• [Work request]
From the records below, set down exactly the lines starting with the line that contains "let row = stored(&record, false);" and going on through the line that contains "let listed = context(store, now)". Nothing else is wanted.
*** Material provided Section Begins ***
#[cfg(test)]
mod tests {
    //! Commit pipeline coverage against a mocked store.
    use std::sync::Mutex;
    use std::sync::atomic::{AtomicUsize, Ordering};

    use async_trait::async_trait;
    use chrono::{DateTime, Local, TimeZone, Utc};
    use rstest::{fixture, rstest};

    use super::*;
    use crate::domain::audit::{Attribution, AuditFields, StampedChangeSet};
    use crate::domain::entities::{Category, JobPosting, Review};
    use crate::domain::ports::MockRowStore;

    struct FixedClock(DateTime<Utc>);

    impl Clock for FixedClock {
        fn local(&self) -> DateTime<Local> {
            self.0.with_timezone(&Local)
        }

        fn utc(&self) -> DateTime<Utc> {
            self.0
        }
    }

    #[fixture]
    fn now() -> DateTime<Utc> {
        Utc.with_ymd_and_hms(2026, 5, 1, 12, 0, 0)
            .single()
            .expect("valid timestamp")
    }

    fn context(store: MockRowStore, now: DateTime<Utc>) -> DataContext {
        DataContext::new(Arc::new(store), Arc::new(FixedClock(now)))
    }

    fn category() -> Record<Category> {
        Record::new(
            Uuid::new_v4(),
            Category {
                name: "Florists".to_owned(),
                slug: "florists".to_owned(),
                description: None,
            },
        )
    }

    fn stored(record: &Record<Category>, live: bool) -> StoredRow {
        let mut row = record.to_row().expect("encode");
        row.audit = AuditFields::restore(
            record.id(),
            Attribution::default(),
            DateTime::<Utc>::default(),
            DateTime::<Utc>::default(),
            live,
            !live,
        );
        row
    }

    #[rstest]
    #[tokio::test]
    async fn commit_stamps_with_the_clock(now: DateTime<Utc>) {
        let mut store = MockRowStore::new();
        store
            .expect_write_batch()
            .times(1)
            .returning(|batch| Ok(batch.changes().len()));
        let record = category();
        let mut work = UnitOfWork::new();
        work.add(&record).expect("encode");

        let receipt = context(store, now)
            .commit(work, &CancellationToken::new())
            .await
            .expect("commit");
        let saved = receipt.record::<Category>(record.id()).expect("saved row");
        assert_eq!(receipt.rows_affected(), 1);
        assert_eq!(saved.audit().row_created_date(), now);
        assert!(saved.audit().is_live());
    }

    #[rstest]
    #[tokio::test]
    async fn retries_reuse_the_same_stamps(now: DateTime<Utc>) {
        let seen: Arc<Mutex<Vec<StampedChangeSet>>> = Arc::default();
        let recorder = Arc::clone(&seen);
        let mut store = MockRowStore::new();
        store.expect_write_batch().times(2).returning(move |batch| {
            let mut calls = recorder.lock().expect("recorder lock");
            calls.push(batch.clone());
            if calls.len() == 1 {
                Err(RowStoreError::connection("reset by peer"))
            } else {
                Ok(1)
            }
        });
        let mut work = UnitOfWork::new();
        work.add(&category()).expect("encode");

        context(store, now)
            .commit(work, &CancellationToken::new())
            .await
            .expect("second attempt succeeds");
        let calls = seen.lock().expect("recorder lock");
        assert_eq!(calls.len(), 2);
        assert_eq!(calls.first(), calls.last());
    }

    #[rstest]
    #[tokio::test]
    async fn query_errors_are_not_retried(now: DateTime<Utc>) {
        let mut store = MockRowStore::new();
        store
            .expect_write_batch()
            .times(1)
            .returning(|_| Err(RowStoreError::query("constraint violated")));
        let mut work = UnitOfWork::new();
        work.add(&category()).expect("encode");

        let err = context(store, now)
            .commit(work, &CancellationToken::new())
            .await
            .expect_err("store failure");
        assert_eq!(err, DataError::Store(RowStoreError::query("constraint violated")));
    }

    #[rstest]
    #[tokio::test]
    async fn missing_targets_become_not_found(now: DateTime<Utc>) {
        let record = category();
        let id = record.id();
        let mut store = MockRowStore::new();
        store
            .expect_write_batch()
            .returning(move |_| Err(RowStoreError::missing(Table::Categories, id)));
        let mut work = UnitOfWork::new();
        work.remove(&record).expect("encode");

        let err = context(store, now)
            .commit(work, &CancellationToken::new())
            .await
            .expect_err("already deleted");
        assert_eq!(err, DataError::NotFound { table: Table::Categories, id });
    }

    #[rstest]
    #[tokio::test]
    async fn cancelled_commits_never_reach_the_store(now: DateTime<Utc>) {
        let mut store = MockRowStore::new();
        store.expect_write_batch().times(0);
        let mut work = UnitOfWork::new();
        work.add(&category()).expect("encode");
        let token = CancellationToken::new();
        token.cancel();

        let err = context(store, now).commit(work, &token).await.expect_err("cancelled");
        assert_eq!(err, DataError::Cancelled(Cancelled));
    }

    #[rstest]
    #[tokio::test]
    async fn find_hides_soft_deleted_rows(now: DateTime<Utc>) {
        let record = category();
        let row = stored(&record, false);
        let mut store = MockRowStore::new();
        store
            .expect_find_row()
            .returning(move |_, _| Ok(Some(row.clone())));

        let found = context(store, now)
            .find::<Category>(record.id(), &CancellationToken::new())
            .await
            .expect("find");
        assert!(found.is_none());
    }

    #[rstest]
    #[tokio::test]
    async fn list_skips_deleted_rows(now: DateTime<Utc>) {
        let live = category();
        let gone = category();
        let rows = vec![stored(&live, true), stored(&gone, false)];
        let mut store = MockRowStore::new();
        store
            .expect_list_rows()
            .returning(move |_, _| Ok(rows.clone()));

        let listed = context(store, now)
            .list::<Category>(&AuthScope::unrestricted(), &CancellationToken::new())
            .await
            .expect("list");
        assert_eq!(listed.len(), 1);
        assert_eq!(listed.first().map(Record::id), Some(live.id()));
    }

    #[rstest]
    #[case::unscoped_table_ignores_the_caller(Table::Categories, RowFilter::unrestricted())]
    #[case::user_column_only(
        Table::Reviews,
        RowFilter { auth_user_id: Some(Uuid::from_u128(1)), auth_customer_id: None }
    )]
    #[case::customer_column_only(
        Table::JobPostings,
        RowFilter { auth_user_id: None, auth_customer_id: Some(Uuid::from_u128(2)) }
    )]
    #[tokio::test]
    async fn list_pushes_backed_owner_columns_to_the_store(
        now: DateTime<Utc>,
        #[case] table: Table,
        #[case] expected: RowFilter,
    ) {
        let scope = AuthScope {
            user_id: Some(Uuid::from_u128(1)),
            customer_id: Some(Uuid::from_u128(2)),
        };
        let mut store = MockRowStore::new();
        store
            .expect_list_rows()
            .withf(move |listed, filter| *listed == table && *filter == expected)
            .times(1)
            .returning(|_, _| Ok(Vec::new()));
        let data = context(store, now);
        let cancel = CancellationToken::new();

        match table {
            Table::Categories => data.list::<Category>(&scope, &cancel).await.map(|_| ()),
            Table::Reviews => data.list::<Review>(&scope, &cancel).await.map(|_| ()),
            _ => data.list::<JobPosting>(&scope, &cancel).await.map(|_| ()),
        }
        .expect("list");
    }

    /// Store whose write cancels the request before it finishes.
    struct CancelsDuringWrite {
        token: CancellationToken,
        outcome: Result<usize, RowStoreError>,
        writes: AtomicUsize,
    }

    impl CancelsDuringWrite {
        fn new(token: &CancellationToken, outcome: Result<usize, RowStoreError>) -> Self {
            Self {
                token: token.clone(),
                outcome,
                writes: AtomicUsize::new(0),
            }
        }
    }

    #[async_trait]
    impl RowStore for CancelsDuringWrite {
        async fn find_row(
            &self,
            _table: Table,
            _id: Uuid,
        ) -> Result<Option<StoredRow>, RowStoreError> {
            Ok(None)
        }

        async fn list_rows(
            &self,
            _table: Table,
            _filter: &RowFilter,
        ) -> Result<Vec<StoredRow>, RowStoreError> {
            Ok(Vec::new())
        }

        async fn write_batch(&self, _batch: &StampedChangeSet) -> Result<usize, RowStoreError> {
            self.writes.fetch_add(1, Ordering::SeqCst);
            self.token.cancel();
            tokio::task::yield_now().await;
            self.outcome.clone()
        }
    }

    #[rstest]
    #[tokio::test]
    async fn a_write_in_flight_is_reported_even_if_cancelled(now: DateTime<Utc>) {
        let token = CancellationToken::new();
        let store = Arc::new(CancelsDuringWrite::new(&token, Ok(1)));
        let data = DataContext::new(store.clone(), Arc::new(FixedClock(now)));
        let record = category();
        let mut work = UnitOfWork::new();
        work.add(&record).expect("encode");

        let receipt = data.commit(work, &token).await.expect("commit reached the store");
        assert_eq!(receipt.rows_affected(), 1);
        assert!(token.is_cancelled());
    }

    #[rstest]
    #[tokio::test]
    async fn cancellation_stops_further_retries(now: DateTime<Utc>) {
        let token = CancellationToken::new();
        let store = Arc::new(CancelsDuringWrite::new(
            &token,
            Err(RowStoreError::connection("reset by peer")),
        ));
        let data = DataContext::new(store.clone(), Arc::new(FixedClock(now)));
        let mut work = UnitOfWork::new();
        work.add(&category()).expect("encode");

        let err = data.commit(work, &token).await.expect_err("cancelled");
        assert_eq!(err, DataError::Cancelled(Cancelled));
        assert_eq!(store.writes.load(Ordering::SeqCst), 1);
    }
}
*** Material provided Section Ends ***
*** Material provided Section Begins ***
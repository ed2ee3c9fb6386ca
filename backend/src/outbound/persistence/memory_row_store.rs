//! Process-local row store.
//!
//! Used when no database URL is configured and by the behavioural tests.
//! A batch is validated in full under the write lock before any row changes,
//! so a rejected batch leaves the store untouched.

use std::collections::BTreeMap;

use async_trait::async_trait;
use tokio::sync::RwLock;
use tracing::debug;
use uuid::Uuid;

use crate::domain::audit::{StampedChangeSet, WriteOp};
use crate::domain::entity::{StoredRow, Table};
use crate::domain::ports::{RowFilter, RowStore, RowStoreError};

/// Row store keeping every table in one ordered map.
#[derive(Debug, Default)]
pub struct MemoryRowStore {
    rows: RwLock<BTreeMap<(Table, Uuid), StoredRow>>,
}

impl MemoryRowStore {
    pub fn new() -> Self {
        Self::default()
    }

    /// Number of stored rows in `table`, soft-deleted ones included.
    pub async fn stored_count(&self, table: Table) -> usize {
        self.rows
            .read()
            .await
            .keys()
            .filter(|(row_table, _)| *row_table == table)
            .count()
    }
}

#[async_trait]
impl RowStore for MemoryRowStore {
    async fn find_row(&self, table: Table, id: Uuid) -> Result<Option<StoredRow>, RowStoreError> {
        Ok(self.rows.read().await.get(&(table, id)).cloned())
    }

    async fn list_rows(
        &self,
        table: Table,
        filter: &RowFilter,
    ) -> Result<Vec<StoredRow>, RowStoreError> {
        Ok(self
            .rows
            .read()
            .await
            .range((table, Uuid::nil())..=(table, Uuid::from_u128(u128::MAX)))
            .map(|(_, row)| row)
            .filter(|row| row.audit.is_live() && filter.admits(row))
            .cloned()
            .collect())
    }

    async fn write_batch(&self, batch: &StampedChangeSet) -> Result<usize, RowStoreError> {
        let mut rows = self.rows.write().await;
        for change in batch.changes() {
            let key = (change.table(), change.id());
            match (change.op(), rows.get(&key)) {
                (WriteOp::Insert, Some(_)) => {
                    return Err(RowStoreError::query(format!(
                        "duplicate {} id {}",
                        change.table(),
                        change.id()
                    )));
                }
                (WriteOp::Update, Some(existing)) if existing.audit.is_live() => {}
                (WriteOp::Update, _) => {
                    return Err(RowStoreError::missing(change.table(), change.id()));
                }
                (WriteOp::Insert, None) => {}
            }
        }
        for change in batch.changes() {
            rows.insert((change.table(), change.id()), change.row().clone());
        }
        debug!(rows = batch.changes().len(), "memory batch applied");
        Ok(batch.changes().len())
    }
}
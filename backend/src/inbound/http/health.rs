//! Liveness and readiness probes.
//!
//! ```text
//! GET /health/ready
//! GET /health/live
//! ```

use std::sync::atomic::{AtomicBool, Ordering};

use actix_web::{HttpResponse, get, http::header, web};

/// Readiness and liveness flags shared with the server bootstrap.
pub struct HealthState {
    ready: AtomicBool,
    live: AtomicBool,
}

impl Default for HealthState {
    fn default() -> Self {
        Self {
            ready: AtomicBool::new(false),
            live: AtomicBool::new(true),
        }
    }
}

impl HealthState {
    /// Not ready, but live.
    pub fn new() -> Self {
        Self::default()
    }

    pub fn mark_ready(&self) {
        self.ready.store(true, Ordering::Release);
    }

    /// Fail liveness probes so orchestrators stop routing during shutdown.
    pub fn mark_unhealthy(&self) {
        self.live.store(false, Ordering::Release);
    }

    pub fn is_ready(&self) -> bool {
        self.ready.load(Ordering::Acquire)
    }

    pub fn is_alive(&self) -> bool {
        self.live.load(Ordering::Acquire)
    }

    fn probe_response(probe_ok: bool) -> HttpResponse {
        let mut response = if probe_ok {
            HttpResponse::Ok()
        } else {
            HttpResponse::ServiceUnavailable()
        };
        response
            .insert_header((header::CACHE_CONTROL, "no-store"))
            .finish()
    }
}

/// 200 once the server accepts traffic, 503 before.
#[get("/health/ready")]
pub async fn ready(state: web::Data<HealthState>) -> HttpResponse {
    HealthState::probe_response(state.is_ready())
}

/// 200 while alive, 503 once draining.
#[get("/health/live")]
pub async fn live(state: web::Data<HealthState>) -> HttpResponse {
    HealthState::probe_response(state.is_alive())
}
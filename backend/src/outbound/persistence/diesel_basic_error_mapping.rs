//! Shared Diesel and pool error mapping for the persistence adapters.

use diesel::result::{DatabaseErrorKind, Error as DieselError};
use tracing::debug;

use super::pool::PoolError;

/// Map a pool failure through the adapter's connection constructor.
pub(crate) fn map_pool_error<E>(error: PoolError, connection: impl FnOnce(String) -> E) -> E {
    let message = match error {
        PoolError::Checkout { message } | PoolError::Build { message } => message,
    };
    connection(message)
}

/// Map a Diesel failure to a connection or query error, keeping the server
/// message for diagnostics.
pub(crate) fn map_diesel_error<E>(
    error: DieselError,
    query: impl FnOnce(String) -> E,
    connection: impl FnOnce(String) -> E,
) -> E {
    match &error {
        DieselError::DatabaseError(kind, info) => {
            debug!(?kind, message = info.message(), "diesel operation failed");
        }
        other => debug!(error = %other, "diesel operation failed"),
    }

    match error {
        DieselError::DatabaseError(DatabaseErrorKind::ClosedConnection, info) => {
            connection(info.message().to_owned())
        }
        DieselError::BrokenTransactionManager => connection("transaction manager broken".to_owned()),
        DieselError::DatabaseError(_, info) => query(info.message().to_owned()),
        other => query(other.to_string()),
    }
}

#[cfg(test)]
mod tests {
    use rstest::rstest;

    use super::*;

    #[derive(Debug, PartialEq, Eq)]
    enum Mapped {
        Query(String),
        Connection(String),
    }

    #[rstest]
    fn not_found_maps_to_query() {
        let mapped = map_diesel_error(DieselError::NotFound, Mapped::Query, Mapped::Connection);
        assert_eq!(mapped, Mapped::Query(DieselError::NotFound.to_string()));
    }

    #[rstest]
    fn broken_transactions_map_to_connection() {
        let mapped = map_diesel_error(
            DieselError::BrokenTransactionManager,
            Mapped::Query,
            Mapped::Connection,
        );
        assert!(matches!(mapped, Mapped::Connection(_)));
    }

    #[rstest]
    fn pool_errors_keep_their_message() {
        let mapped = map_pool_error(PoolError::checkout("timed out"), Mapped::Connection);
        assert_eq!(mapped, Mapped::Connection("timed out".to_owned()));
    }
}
*** Material provided Section Ends ***
• [Exercise response]
        let row = stored(&record, false);
        let mut store = MockRowStore::new();
        store
            .expect_find_row()
            .returning(move |_, _| Ok(Some(row.clone())));

        let found = context(store, now)
            .find::<Category>(record.id(), &CancellationToken::new())
            .await
            .expect("find");
        assert!(found.is_none());
    }

    #[rstest]
    #[tokio::test]
    async fn list_skips_deleted_rows(now: DateTime<Utc>) {
        let live = category();
        let gone = category();
        let rows = vec![stored(&live, true), stored(&gone, false)];
        let mut store = MockRowStore::new();
        store
            .expect_list_rows()
            .returning(move |_, _| Ok(rows.clone()));

        let listed = context(store, now)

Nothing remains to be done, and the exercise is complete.